Sunday, August 03, 2008

Objectivism & History, Part 3

Metaphysical presuppositions 2. Objectivism rejects what Peikoff labels eclectic theories of history—i.e., those theories that assume the existence of multiple factors affecting the course of history. Objectivism insists that philosophy is the decisive factor in shaping the actions and events of history. As Peikoff explains near the end of Ominous Parallels:
The complexity of human society does not make it unintelligible, not even when it is a society torn by contradictions and in the process of collapse—unless one views the collapse without the benefit of philosophy. Such a procedure means: viewing the symptoms of a disease without knowing that they are symptoms, or that they have a unifying cause.

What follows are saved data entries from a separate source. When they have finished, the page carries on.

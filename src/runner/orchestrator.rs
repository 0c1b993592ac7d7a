use crate::audit::{AuditRecorder, RunMetrics};
use crate::config::{BudgetConfig, Config};
use crate::error::{ConfigError, OrchestratorError};
use crate::perf::{validate_performance_with, PerfMetrics};
use crate::plan::{normalize, NormalizedPlan};
use crate::provider::{create_providers, PlanProvider};
use crate::quorum::find_quorum;
use crate::request::{ChangeSpec, SchemaContext};
use chrono::Utc;
use futures::future::join_all;
use std::sync::Arc;
use std::time::{Duration, Instant};
use tracing::{error, info, instrument, warn};

use super::executor::execute_provider;
use super::{OrchestrationResult, ProviderResult};

/// Successful providers needed before plans are compared
pub const MIN_SUCCESSFUL: usize = 2;

pub const INSUFFICIENT_RESPONSES: &str = "Insufficient successful AI responses (need 2/3)";
pub const NO_QUORUM: &str = "No quorum reached: AI providers disagree";

#[derive(Debug, Clone)]
pub struct OrchestratorOptions {
    /// Upper bound for each provider call; a timeout counts as a provider failure
    pub provider_timeout: Duration,
    pub budget: BudgetConfig,
}

impl Default for OrchestratorOptions {
    fn default() -> Self {
        Self::from(&Config::default())
    }
}

impl From<&Config> for OrchestratorOptions {
    fn from(config: &Config) -> Self {
        Self {
            provider_timeout: config.provider_timeout(),
            budget: config.budget.clone(),
        }
    }
}

/// The decided result plus whatever budget figures were computed on the way
struct Outcome {
    result: OrchestrationResult,
    perf: Option<PerfMetrics>,
}

impl Outcome {
    fn failed(run_id: &str, providers: &[ProviderResult], error: impl Into<String>) -> Self {
        Self {
            result: OrchestrationResult::failed(run_id, providers.to_vec(), error),
            perf: None,
        }
    }
}

/// Fans a change request out to three planners and gates the result on a
/// 2-of-3 quorum plus the performance budget
pub struct Orchestrator {
    providers: [Arc<dyn PlanProvider>; 3],
    recorder: AuditRecorder,
    options: OrchestratorOptions,
}

impl Orchestrator {
    pub fn new(
        providers: [Arc<dyn PlanProvider>; 3],
        recorder: AuditRecorder,
        options: OrchestratorOptions,
    ) -> Self {
        Self {
            providers,
            recorder,
            options,
        }
    }

    /// Production wiring: HTTP providers and the configured audit store
    pub fn from_config(config: &Config) -> Result<Self, ConfigError> {
        config.validate()?;
        Ok(Self::new(
            create_providers(config)?,
            AuditRecorder::from_config(&config.audit),
            OrchestratorOptions::from(config),
        ))
    }

    /// Run one orchestration. Always returns a well-formed result; every
    /// failure is reported through `success = false` and `error`.
    #[instrument(skip_all, fields(run_id))]
    pub async fn orchestrate(&self, spec: ChangeSpec, schema: SchemaContext) -> OrchestrationResult {
        let run_id = generate_run_id();
        tracing::Span::current().record("run_id", run_id.as_str());
        let start = Instant::now();

        info!(
            "[{}] Starting {}-provider generation",
            run_id,
            self.providers.len()
        );

        let spec = Arc::new(spec);
        let schema = Arc::new(schema);
        let providers = self.fan_out(&spec, &schema).await;

        let outcome = match self.evaluate(&run_id, &providers) {
            Ok(outcome) => outcome,
            Err(e) => {
                error!("[{}] Unexpected failure: {}", run_id, e);
                Outcome {
                    result: OrchestrationResult::failed(&run_id, providers, e.to_string()),
                    perf: None,
                }
            }
        };

        let metrics = RunMetrics {
            total_latency_ms: start.elapsed().as_millis() as u64,
            perf: outcome.perf,
        };

        match &outcome.result.error {
            None => info!("[{}] Success in {}ms", run_id, metrics.total_latency_ms),
            Some(e) => warn!("[{}] Failed in {}ms: {}", run_id, metrics.total_latency_ms, e),
        }

        self.recorder
            .save_audit(&run_id, &spec, &outcome.result, Some(metrics))
            .await;

        outcome.result
    }

    /// Call every provider concurrently and wait for all of them
    async fn fan_out(
        &self,
        spec: &Arc<ChangeSpec>,
        schema: &Arc<SchemaContext>,
    ) -> Vec<ProviderResult> {
        let timeout = self.options.provider_timeout;

        let handles = self.providers.iter().map(|provider| {
            let provider = Arc::clone(provider);
            let spec = Arc::clone(spec);
            let schema = Arc::clone(schema);
            tokio::spawn(async move {
                execute_provider(provider.as_ref(), &spec, &schema, timeout).await
            })
        });

        let joined = join_all(handles).await;

        joined
            .into_iter()
            .zip(self.providers.iter())
            .map(|(joined, provider)| match joined {
                Ok(result) => result,
                Err(e) => {
                    warn!("Provider {} task panicked: {}", provider.name(), e);
                    ProviderResult::failed(
                        provider.name(),
                        format!("Provider task failed: {}", e),
                        Duration::ZERO,
                    )
                }
            })
            .collect()
    }

    /// Decide the run from the collected provider results
    fn evaluate(
        &self,
        run_id: &str,
        providers: &[ProviderResult],
    ) -> Result<Outcome, OrchestratorError> {
        let successful: Vec<_> = providers.iter().filter_map(|p| p.usable_plan()).collect();

        info!(
            "[{}] Successful: {}/{}",
            run_id,
            successful.len(),
            providers.len()
        );

        if successful.len() < MIN_SUCCESSFUL {
            return Ok(Outcome::failed(run_id, providers, INSUFFICIENT_RESPONSES));
        }

        let normalized: Vec<NormalizedPlan> = successful.into_iter().map(normalize).collect();

        let quorum = find_quorum(&normalized);
        if !quorum.found {
            return Ok(Outcome::failed(run_id, providers, NO_QUORUM));
        }

        let agreed = quorum
            .indices
            .first()
            .and_then(|&i| normalized.get(i))
            .cloned()
            .ok_or_else(|| OrchestratorError::InvalidQuorum(quorum.indices.clone()))?;

        info!("[{}] Quorum between plans {:?}", run_id, quorum.indices);

        let validation = validate_performance_with(agreed.as_plan(), &self.options.budget);
        if !validation.valid {
            return Ok(Outcome {
                result: OrchestrationResult::failed(
                    run_id,
                    providers.to_vec(),
                    format!(
                        "Performance budget exceeded: {}",
                        validation.issues.join(", ")
                    ),
                ),
                perf: Some(validation.metrics),
            });
        }

        let hash = agreed.content_hash()?;

        Ok(Outcome {
            result: OrchestrationResult::succeeded(run_id, providers.to_vec(), agreed, hash),
            perf: Some(validation.metrics),
        })
    }
}

/// `run_<unix millis>_<8 hex chars>`
pub fn generate_run_id() -> String {
    format!(
        "run_{}_{:08x}",
        Utc::now().timestamp_millis(),
        rand::random::<u32>()
    )
}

The metaphysical implications of this view is that reality is so constituted that it is explicable by an ultimate cause. Indeed, this is one of the more controversial implications behind the Objectivist view of knowledge as hierarchical. Reality conveniently allows itself to be explicable within a hierarchy of concepts, with the widest concepts explaining all the lower concepts in the hierarchy. Objectivism tries to evade these metaphysical implications by insisting that this hierarchy is purely epistemological. But in the form it takes in the Objectivist philosophy of history, it is unclear that the metaphysical implications can be carelessly swept under the epistemological rug. Peikoff assumes that as long as you view the complexity of human society with “the benefit of philosophy,” it must be intelligible. Every symptom, Peikoff assumes, has an identifiable unitary cause. This assumption cannot be made on epistemological grounds alone. Unless one assumes that reality itself in fundamentally intelligible, Peikoff’s epistemological assumptions are entirely gratuitous.

The trouble with these unstated metaphysical implications is that they are not fully consistent with realism, that is to say, with the belief in an external substantive world existing in its own plane, with a movement, origin, and destiny of its own, apart from what we may think or fail to think of it. Peikoff’s argument for a single cause of history implies that reality must be intelligible—as if reality exists or was created for our personal cognitive convenience. That is not an assumption the truculent and uncompromising realist can ever make. “A really naked spirit [i.e., a mind without a priori presuppositions] cannot assume that the world is thoroughly intelligible,” wrote one such truculent realist, George Santayana. “There may be surds, there may be hard facts, there may be dark abysses before which intelligence must be silent, for fear of going mad.” At most, the intrepid realist can only assume that reality is partially intelligible, that it is say, that we can know what is necessary for our survival and genetic reproduction. Whether the rest of reality is intelligible can only be discovered empirically; it cannot be assumed a priori.

14 comments:

  1. greg,

    You make an excellent point.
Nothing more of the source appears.